Pull out every line with the word "theta" from the entries below.

Segment Start: RECORDS SUPPLIED

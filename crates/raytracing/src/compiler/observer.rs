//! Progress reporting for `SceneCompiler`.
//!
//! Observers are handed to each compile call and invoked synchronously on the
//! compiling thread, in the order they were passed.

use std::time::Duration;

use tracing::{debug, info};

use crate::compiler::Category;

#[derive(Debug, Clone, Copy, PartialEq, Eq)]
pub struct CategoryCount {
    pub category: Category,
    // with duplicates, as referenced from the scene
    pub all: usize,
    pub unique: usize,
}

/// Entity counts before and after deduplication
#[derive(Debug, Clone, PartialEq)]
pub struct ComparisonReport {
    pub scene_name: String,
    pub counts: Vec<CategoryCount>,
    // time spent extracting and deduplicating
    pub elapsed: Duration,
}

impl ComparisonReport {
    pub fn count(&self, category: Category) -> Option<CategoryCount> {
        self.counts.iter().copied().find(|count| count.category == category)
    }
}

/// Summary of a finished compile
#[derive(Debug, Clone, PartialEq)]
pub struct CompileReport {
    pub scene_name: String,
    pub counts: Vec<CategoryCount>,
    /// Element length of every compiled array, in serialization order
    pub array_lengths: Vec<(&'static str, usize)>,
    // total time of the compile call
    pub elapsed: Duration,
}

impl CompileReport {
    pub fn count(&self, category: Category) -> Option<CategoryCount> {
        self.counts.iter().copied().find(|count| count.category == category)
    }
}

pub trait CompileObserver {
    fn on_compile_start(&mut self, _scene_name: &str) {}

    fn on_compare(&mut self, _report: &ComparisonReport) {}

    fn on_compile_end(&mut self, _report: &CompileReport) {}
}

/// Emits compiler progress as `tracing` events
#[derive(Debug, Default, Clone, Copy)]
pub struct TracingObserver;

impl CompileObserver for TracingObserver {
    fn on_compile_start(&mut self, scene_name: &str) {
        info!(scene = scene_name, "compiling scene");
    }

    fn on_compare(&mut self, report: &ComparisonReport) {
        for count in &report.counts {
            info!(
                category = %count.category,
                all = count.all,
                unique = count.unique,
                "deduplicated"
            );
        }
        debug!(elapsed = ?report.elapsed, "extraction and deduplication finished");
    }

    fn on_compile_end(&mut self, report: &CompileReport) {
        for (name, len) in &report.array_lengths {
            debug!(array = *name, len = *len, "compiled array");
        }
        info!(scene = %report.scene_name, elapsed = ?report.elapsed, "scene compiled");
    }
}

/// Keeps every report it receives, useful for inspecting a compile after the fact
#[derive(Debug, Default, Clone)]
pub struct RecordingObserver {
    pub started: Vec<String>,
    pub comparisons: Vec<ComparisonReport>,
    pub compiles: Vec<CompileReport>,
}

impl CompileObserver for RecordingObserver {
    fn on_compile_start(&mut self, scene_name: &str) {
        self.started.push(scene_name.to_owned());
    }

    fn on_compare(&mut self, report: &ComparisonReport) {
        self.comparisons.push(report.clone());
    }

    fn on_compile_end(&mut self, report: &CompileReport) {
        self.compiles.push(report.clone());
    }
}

Segment End: RECORDS SUPPLIED
Segment Start: RECORDS SUPPLIED

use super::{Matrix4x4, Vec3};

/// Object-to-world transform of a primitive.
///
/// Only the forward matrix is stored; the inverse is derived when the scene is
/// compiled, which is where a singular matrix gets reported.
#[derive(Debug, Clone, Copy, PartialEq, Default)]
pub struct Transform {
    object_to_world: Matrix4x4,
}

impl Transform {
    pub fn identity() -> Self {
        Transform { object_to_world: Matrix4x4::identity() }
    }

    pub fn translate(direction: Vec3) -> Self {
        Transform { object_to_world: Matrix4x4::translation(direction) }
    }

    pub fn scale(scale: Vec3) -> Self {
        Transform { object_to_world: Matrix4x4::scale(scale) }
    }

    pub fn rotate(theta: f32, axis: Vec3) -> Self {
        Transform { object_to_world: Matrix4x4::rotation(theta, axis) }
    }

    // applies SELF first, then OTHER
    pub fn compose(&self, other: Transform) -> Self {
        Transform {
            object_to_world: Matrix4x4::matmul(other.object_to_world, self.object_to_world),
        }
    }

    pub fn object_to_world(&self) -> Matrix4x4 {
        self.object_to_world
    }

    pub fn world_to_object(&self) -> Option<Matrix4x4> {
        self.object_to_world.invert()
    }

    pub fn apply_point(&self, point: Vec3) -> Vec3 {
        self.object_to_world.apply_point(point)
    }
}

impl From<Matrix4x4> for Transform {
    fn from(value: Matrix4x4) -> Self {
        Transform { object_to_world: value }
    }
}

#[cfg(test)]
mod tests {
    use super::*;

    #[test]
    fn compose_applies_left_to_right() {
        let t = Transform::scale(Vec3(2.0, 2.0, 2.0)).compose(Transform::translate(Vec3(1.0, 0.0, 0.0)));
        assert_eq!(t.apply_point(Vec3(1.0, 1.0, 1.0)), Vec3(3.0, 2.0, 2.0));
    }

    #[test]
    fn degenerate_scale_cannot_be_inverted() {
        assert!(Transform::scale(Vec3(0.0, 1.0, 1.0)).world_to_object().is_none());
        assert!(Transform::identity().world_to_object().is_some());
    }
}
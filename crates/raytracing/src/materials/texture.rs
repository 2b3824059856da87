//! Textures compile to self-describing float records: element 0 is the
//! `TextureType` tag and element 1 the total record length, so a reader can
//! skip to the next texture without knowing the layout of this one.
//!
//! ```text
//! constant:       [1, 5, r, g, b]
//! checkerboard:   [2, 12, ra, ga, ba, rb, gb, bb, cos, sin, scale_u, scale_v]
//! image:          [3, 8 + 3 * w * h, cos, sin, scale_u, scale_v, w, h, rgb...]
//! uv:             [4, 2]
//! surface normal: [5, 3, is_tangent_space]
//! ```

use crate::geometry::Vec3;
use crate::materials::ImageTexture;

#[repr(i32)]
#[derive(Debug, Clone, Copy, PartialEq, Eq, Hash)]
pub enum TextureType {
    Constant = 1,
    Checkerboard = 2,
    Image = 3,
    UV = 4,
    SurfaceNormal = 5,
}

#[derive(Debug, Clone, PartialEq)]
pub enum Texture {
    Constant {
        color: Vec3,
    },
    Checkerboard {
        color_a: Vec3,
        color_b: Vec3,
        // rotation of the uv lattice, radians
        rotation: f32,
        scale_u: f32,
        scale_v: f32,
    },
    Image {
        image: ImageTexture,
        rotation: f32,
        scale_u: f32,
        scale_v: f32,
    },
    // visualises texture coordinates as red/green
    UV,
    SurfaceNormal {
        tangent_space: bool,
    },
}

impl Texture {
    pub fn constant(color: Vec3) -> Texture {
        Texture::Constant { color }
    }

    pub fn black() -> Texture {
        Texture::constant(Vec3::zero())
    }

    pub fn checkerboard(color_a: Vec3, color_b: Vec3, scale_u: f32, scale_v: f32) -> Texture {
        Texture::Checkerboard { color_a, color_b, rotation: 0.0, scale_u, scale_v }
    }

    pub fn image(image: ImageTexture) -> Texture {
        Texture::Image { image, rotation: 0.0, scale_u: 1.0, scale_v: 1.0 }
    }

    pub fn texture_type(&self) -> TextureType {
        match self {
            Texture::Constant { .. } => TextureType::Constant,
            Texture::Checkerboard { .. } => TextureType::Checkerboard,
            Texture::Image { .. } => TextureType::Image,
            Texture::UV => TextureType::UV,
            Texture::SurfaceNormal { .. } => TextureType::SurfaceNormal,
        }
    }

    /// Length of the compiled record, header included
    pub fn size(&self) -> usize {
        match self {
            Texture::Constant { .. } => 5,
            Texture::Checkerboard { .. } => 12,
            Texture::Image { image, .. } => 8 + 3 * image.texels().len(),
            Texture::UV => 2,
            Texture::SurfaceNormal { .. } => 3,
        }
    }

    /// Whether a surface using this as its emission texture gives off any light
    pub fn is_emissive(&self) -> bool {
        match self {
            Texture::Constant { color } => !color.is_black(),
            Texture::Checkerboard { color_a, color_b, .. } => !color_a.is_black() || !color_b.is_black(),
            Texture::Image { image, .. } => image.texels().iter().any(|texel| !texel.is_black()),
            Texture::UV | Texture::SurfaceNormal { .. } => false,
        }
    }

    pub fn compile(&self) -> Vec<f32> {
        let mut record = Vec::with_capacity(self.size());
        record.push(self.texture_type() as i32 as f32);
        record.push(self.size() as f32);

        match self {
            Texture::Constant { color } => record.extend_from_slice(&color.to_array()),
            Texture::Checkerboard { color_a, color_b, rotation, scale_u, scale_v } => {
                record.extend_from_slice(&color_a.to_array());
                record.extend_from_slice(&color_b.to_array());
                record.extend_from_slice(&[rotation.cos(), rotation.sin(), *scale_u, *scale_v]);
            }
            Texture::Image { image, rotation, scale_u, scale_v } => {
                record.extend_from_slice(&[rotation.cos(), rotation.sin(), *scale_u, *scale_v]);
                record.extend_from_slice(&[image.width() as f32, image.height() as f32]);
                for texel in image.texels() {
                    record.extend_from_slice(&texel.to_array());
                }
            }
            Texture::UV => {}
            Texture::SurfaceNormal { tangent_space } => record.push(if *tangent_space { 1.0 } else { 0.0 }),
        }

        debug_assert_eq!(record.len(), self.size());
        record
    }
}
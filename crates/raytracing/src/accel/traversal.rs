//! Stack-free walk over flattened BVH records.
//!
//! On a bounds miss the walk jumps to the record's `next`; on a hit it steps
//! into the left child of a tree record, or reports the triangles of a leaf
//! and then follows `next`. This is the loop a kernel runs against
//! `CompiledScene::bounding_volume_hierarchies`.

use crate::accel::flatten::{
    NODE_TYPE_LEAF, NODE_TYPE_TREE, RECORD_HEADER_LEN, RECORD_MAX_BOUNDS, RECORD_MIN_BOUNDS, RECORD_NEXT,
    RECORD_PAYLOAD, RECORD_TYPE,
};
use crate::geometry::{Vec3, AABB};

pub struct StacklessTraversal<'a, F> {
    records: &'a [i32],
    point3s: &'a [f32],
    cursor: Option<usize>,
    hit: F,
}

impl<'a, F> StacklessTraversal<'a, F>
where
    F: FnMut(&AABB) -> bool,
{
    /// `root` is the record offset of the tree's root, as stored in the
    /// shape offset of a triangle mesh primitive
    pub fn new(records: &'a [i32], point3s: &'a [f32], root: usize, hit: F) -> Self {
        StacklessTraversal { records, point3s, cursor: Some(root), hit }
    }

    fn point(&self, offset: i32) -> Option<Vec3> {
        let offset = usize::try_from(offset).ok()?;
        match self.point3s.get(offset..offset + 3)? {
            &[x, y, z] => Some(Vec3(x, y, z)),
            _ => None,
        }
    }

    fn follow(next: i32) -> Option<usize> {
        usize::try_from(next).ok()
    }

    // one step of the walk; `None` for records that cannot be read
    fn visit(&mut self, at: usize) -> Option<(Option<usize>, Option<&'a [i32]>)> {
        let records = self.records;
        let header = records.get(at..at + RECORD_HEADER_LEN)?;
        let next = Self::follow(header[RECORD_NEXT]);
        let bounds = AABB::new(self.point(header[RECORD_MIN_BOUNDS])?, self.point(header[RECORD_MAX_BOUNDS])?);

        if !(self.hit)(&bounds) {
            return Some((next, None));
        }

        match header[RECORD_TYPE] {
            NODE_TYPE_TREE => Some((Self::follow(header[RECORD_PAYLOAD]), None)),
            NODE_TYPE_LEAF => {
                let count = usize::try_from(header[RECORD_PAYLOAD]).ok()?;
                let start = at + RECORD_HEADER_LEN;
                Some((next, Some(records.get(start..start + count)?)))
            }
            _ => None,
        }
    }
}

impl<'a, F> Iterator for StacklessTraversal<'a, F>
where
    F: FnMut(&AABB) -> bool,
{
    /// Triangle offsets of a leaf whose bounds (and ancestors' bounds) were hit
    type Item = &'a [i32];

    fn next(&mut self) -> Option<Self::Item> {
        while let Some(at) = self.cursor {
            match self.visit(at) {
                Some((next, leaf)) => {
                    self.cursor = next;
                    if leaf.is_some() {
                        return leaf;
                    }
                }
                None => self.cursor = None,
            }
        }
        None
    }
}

Segment End: RECORDS SUPPLIED

> [TASK RESULT]
    pub fn rotate(theta: f32, axis: Vec3) -> Self {
        Transform { object_to_world: Matrix4x4::rotation(theta, axis) }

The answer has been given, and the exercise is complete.